Scan the entries below for the word "messages". Copy out every line in which it occurs.

####

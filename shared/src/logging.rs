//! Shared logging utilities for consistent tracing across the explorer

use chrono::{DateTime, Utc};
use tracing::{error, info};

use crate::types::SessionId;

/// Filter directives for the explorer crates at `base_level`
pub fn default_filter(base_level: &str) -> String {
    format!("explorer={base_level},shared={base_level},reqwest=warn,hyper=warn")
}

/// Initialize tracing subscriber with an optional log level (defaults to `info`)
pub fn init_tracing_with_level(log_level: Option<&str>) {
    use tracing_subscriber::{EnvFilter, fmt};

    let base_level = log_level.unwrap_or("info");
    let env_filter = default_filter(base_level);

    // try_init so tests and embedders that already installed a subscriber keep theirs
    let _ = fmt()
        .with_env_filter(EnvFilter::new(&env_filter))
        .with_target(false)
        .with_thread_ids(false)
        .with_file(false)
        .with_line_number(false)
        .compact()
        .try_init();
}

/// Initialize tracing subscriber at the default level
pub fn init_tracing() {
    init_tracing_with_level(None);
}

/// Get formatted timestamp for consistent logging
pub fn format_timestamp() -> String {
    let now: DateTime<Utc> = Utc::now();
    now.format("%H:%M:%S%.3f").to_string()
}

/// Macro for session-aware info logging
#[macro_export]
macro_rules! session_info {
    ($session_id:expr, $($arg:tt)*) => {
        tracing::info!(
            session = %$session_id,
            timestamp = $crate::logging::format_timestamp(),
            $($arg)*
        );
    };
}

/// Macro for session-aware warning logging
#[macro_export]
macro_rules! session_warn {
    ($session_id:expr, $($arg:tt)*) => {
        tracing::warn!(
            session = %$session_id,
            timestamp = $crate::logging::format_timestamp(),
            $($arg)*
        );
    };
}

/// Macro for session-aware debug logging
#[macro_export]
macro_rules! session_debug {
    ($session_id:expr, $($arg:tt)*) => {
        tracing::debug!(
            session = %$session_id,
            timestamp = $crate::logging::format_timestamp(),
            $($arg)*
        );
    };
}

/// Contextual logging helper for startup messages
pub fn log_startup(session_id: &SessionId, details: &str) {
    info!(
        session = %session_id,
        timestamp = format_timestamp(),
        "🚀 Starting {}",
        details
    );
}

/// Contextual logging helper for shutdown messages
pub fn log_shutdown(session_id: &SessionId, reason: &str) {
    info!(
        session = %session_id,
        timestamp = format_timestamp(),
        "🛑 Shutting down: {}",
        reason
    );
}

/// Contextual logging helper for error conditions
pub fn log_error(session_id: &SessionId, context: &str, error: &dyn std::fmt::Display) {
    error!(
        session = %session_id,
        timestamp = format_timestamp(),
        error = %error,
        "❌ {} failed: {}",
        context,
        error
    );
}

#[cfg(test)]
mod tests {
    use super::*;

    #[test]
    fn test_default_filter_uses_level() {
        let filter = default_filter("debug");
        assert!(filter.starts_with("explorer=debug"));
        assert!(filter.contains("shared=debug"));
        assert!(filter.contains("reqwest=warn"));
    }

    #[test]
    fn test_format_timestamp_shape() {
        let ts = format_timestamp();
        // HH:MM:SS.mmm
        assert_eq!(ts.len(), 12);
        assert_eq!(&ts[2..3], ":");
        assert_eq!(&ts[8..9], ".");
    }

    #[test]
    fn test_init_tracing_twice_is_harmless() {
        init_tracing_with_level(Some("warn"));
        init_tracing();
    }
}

####

> [Solution to this problem]:
/// Contextual logging helper for startup messages
/// Contextual logging helper for shutdown messages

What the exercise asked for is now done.